Among the sanctions that would be restored are an arms embargo, a ban on Iranian uranium enrichment and reprocessing, a ban on transferring ballistic missile technology and technical assistance, a global asset freeze on targeted Iranian individuals and entities and foreign inspections of Iranian cargo planes.
The snapback mechanism was set to expire at the end of October, in accordance with the terms of the JCPOA, but Russia will assume the presidency of the UNSC in October, raising concerns in the West that it would try to delay the 30-day snapback process. As such, the E3 set a deadline for the end of August for Iran to make progress in rolling back its nuclear program.
In 2020, two years after the U.S. left the JCPOA, the first Trump administration attempted to trigger snapback sanctions, but the other parties argued that it was no longer entitled to do so.
Iran’s Foreign Ministry said that it “categorically reject[s] and condemn[s] in strongest terms the unlawful notification by the E3 to the UNSC … This escalation will severely undermine the ongoing process of engagement between Iran and the International Atomic Energy Agency. It will be met with appropriate responses.”
Secretary of State Marco Rubio said the U.S. supports the E3’s move and called it “a direct response to Iran’s continuing defiance of its nuclear commitments.”

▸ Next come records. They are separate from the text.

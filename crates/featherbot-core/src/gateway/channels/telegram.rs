//! Telegram channel adapter: teloxide updates in, `message:outbound` out.
//!
//! Grounded on the teacher's `TelegramTransport`: a dispatcher for
//! inbound updates plus a bus subscription for outbound replies, kept
//! alongside each other in one `run()` call. The progress-message-editing
//! pattern is dropped since [`crate::bus::events::OutboundMessage`] is a
//! single reply shape rather than a Reply/Progress/Typing enum.

use anyhow::Result;
use std::sync::Arc;
use teloxide::prelude::*;
use tracing::{error, info, warn};

use crate::bus::events::{BusEvent, EventType, InboundMessage};
use crate::bus::MessageBus;
use crate::gateway::utils::chunk_message;

const TELEGRAM_MAX_LEN: usize = 4096;
const CHANNEL: &str = "telegram";

pub struct TelegramTransport {
    token: String,
    bus: Arc<MessageBus>,
    allow_from: Vec<String>,
}

impl TelegramTransport {
    pub fn new(token: String, bus: Arc<MessageBus>, allow_from: Vec<String>) -> Self {
        Self { token, bus, allow_from }
    }

    pub async fn run(self) -> Result<()> {
        let bot = Bot::new(&self.token);
        info!("Telegram transport started");

        let bot_out = bot.clone();
        self.bus
            .subscribe(EventType::Outbound, move |event| {
                let bot_out = bot_out.clone();
                async move {
                    let BusEvent::Outbound(msg) = event else { return Ok(()) };
                    if msg.channel != CHANNEL {
                        return Ok(());
                    }

                    let Ok(id) = msg.chat_id.parse::<i64>() else {
                        return Ok(());
                    };

                    for chunk in chunk_message(&msg.content, TELEGRAM_MAX_LEN) {
                        if let Err(e) = bot_out.send_message(ChatId(id), chunk).await {
                            error!(error = %e, "failed to send Telegram message");
                        }
                    }
                    Ok(())
                }
            })
            .await;

        let bus = Arc::clone(&self.bus);
        let allow_from = self.allow_from.clone();
        let handler = Update::filter_message().endpoint(
            move |_bot: Bot, msg: Message, bus: Arc<MessageBus>, allow_from: Vec<String>| async move {
                let user_id = msg.from.as_ref().map(|u| u.id.to_string()).unwrap_or_else(|| "unknown".to_owned());

                if !allow_from.is_empty() && !allow_from.contains(&user_id) {
                    warn!(user_id, chat_id = %msg.chat.id, "rejected Telegram message from user outside allow_from");
                    return respond(());
                }

                if let Some(text) = msg.text() {
                    let mut inbound = InboundMessage::new(CHANNEL, msg.chat.id.to_string(), text);
                    inbound.sender_id = format!("telegram:{}", user_id);
                    bus.publish(BusEvent::Inbound(inbound)).await;
                }
                respond(())
            },
        );

        Dispatcher::builder(bot, handler)
            .dependencies(dptree::deps![bus, allow_from])
            .enable_ctrlc_handler()
            .build()
            .dispatch()
            .await;

        Ok(())
    }
}
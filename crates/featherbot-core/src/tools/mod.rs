//! Tool system: trait, registry, and built-in tool implementations.
//!
//! Every tool implements the [`Tool`] trait and registers itself in the
//! [`ToolRegistry`]. The agent loop queries the registry for available
//! tools and dispatches tool calls by name. The registry is the single
//! source of dispatch — it never lets a tool failure escape as a Rust
//! error; every outcome, including "tool not found" and "bad arguments",
//! comes back as a plain string the model can read.

pub mod filesystem;
pub mod schedule;
pub mod shell;
pub mod subagent;
pub mod web;

use async_trait::async_trait;
use serde_json::Value;
use std::collections::HashMap;
use std::path::PathBuf;
use std::sync::Arc;
use tracing::{debug, error, warn};

/// Trait that all agent tools must implement.
///
/// Tools are capabilities the agent can invoke (read files, run commands,
/// schedule a job, spawn a sub-agent, …). Each tool declares its name,
/// description, JSON Schema parameters, and an async `execute` method
/// that never throws — failures are encoded in the returned string.
#[async_trait]
pub trait Tool: Send + Sync {
    /// Unique tool name used in function calls (e.g., "read_file").
    /// Must match `[a-z_][a-z0-9_]*`.
    fn name(&self) -> &str;

    /// Human-readable description of what the tool does.
    fn description(&self) -> &str;

    /// JSON Schema for the tool's parameters.
    fn parameters(&self) -> Value;

    /// Execute the tool with the given arguments.
    async fn execute(&self, args: HashMap<String, Value>) -> String;
}

/// Error raised by [`ToolRegistry::register`] — the one place this
/// module treats a failure as a genuine Rust error rather than a
/// string outcome, since a duplicate tool name is programmer misuse,
/// not a runtime condition the model can recover from.
#[derive(Debug, thiserror::Error)]
pub enum ToolError {
    #[error("tool '{0}' is already registered")]
    DuplicateName(String),
}

/// Configuration for the registry's result-eviction wrapper.
#[derive(Debug, Clone)]
pub struct EvictionConfig {
    /// Results longer than this many bytes are evicted to a scratch file.
    pub threshold: usize,
    /// Directory scratch files are written under.
    pub scratch_dir: PathBuf,
    /// Bytes of head/tail kept in the inline preview.
    pub preview_chars: usize,
}

impl Default for EvictionConfig {
    fn default() -> Self {
        Self {
            threshold: 20_000,
            scratch_dir: std::env::temp_dir().join("featherbot-tool-results"),
            preview_chars: 2_000,
        }
    }
}

/// Dynamic registry for agent tools.
///
/// Allows runtime registration and lookup of tools by name, validates
/// arguments against each tool's declared schema before dispatch, and
/// optionally evicts oversized results to a scratch file.
#[derive(Clone)]
pub struct ToolRegistry {
    tools: HashMap<String, Arc<dyn Tool>>,
    eviction: Option<EvictionConfig>,
}

impl ToolRegistry {
    pub fn new() -> Self {
        Self {
            tools: HashMap::new(),
            eviction: None,
        }
    }

    /// Enable the result-eviction wrapper with the given configuration.
    pub fn with_eviction(mut self, config: EvictionConfig) -> Self {
        self.eviction = Some(config);
        self
    }

    /// Register a tool. Fails if a tool with the same name is already
    /// registered — unlike a runtime tool failure, this is caller error
    /// and is reported as a real `Result`.
    pub fn register(&mut self, tool: Box<dyn Tool>) -> Result<(), ToolError> {
        self.register_arc(Arc::from(tool))
    }

    /// Register a tool that's already behind an `Arc`, e.g. because the
    /// caller also wants to keep a handle to it, or because the same
    /// instance will be shared into a restricted sub-registry later.
    pub fn register_arc(&mut self, tool: Arc<dyn Tool>) -> Result<(), ToolError> {
        let name = tool.name().to_string();
        if self.tools.contains_key(&name) {
            return Err(ToolError::DuplicateName(name));
        }
        debug!(tool = %name, "registered tool");
        self.tools.insert(name, tool);
        Ok(())
    }

    /// Remove a tool by name. Returns whether one was present.
    pub fn unregister(&mut self, name: &str) -> bool {
        self.tools.remove(name).is_some()
    }

    /// Get a tool by name.
    pub fn get(&self, name: &str) -> Option<&Arc<dyn Tool>> {
        self.tools.get(name)
    }

    /// Check if a tool is registered.
    pub fn has(&self, name: &str) -> bool {
        self.tools.contains_key(name)
    }

    /// Execute a tool by name with the given raw (untyped) arguments.
    ///
    /// Always returns a plain string: `"Error: Tool '<name>' not found"`
    /// for unknown tools, `"Error: Invalid parameters for '<name>': …"`
    /// if the arguments fail schema validation, or the tool's own result
    /// (possibly wrapped by the eviction policy) otherwise.
    pub async fn execute(&self, name: &str, args: HashMap<String, Value>) -> String {
        let Some(tool) = self.tools.get(name) else {
            error!(tool = name, "tool not found");
            return format!("Error: Tool '{}' not found", name);
        };

        if let Err(reason) = validate_args(&tool.parameters(), &args) {
            warn!(tool = name, reason = %reason, "invalid tool parameters");
            return format!("Error: Invalid parameters for '{}': {}", name, reason);
        }

        debug!(tool = name, "executing tool");
        let result = tool.execute(args).await;
        self.apply_eviction(name, result)
    }

    fn apply_eviction(&self, tool_name: &str, result: String) -> String {
        let Some(config) = &self.eviction else {
            return result;
        };
        if result.len() <= config.threshold {
            return result;
        }

        if let Err(e) = std::fs::create_dir_all(&config.scratch_dir) {
            warn!(error = %e, "failed to create tool-result scratch dir; returning unevicted result");
            return result;
        }

        let file_name = format!("{}-{}.txt", tool_name, uuid::Uuid::new_v4());
        let path = config.scratch_dir.join(&file_name);
        if let Err(e) = std::fs::write(&path, &result) {
            warn!(error = %e, "failed to write tool-result scratch file; returning unevicted result");
            return result;
        }

        let head: String = result.chars().take(config.preview_chars).collect();
        let tail: String = result
            .chars()
            .rev()
            .take(config.preview_chars)
            .collect::<Vec<_>>()
            .into_iter()
            .rev()
            .collect();

        format!(
            "{}\n\n… ({} bytes total, truncated) …\n\n{}\n\n[full result written to {}]",
            head,
            result.len(),
            tail,
            path.display()
        )
    }

    /// Get all tool definitions in OpenAI function-calling format.
    pub fn list_definitions(&self) -> Vec<crate::provider::types::ToolDefinition> {
        self.tools
            .values()
            .map(|tool| {
                crate::provider::types::ToolDefinition::function(
                    tool.name(),
                    tool.description(),
                    tool.parameters(),
                )
            })
            .collect()
    }

    /// Build a restricted copy of this registry containing only tools
    /// named in `allow_list`. Used by [`crate::subagent::SubagentManager`]
    /// to hand a child agent a tool-restricted registry of its own. The
    /// underlying tool instances are shared (cheap `Arc` clones), not
    /// duplicated.
    pub fn restricted_to(&self, allow_list: &[&str]) -> ToolRegistry {
        let mut restricted = ToolRegistry::new();
        restricted.eviction = self.eviction.clone();
        for name in allow_list {
            if let Some(tool) = self.tools.get(*name) {
                restricted.tools.insert(name.to_string(), Arc::clone(tool));
            }
        }
        restricted
    }

    /// Get the list of registered tool names.
    pub fn names(&self) -> Vec<&str> {
        self.tools.keys().map(|s| s.as_str()).collect()
    }

    /// Number of registered tools.
    pub fn len(&self) -> usize {
        self.tools.len()
    }

    /// Whether the registry is empty.
    pub fn is_empty(&self) -> bool {
        self.tools.is_empty()
    }
}

impl Default for ToolRegistry {
    fn default() -> Self {
        Self::new()
    }
}

/// Validate `args` against a JSON-Schema-shaped `object` schema: checks
/// that every name in `required` is present, and that declared
/// `properties` types loosely match (string/integer/number/boolean/
/// array/object). Not a full JSON Schema implementation — just enough
/// to catch the missing-argument and wrong-type mistakes a model makes.
fn validate_args(schema: &Value, args: &HashMap<String, Value>) -> Result<(), String> {
    let Some(obj) = schema.as_object() else {
        return Ok(());
    };

    if let Some(required) = obj.get("required").and_then(|v| v.as_array()) {
        for req in required {
            let Some(key) = req.as_str() else { continue };
            if !args.contains_key(key) {
                return Err(format!("missing required parameter '{}'", key));
            }
        }
    }

    if let Some(properties) = obj.get("properties").and_then(|v| v.as_object()) {
        for (key, value) in args {
            let Some(prop_schema) = properties.get(key) else {
                continue;
            };
            let Some(expected_type) = prop_schema.get("type").and_then(|v| v.as_str()) else {
                continue;
            };
            if !type_matches(expected_type, value) {
                return Err(format!(
                    "parameter '{}' expected type '{}', got '{}'",
                    key,
                    expected_type,
                    json_type_name(value)
                ));
            }
        }
    }

    Ok(())
}

fn type_matches(expected: &str, value: &Value) -> bool {
    match expected {
        "string" => value.is_string(),
        "integer" => value.is_i64() || value.is_u64(),
        "number" => value.is_number(),
        "boolean" => value.is_boolean(),
        "array" => value.is_array(),
        "object" => value.is_object(),
        "null" => value.is_null(),
        _ => true,
    }
}

fn json_type_name(value: &Value) -> &'static str {
    match value {
        Value::Null => "null",
        Value::Bool(_) => "boolean",
        Value::Number(_) => "number",
        Value::String(_) => "string",
        Value::Array(_) => "array",
        Value::Object(_) => "object",
    }
}

#[cfg(test)]
mod tests {
    use super::*;

    struct DummyTool;

    #[async_trait]
    impl Tool for DummyTool {
        fn name(&self) -> &str {
            "dummy"
        }
        fn description(&self) -> &str {
            "A dummy tool for testing"
        }
        fn parameters(&self) -> Value {
            serde_json::json!({
                "type": "object",
                "properties": {"x": {"type": "string"}},
                "required": ["x"]
            })
        }
        async fn execute(&self, args: HashMap<String, Value>) -> String {
            format!("got: {}", args.get("x").and_then(|v| v.as_str()).unwrap_or(""))
        }
    }

    #[tokio::test]
    async fn register_and_execute() {
        let mut registry = ToolRegistry::new();
        registry.register(Box::new(DummyTool)).unwrap();

        assert!(registry.has("dummy"));
        assert_eq!(registry.len(), 1);

        let mut args = HashMap::new();
        args.insert("x".to_string(), Value::String("hi".into()));
        let result = registry.execute("dummy", args).await;
        assert_eq!(result, "got: hi");
    }

    #[tokio::test]
    async fn duplicate_registration_fails() {
        let mut registry = ToolRegistry::new();
        registry.register(Box::new(DummyTool)).unwrap();
        let err = registry.register(Box::new(DummyTool)).unwrap_err();
        assert!(matches!(err, ToolError::DuplicateName(n) if n == "dummy"));
    }

    #[tokio::test]
    async fn missing_tool_reports_not_found() {
        let registry = ToolRegistry::new();
        let result = registry.execute("nonexistent", HashMap::new()).await;
        assert_eq!(result, "Error: Tool 'nonexistent' not found");
    }

    #[tokio::test]
    async fn missing_required_argument_is_rejected() {
        let mut registry = ToolRegistry::new();
        registry.register(Box::new(DummyTool)).unwrap();
        let result = registry.execute("dummy", HashMap::new()).await;
        assert!(result.starts_with("Error: Invalid parameters for 'dummy':"));
    }

    #[tokio::test]
    async fn unregister_removes_tool() {
        let mut registry = ToolRegistry::new();
        registry.register(Box::new(DummyTool)).unwrap();
        assert!(registry.unregister("dummy"));
        assert!(!registry.has("dummy"));
        assert!(!registry.unregister("dummy"));
    }

    #[tokio::test]
    async fn oversized_result_is_evicted_to_scratch_file() {
        struct BigTool;
        #[async_trait]
        impl Tool for BigTool {
            fn name(&self) -> &str {
                "big"
            }
            fn description(&self) -> &str {
                "returns a huge string"
            }
            fn parameters(&self) -> Value {
                serde_json::json!({"type": "object", "properties": {}})
            }
            async fn execute(&self, _args: HashMap<String, Value>) -> String {
                "x".repeat(100)
            }
        }

        let dir = tempfile::tempdir().unwrap();
        let mut registry = ToolRegistry::new().with_eviction(EvictionConfig {
            threshold: 50,
            scratch_dir: dir.path().to_path_buf(),
            preview_chars: 10,
        });
        registry.register(Box::new(BigTool)).unwrap();

        let result = registry.execute("big", HashMap::new()).await;
        assert!(result.contains("full result written to"));
        assert!(result.contains("100 bytes total"));
    }
}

“At the same time,” Rubio said in a statement, “the United States remains available for direct engagement with Iran … Snapback does not contradict our earnest readiness for diplomacy, it only enhances it.”
Israeli Foreign Minister Gideon Sa’ar posted on X that “even after Israel and the U.S. operation against Iran’s nuclear program, Iran hasn’t abandoned its desire to acquire a nuclear weapon. This is why the E3’s move to initiate the return of UN sanctions on Iran is inevitable. It is an important step in the diplomatic campaign to counter the Iranian regime’s nuclear ambitions.”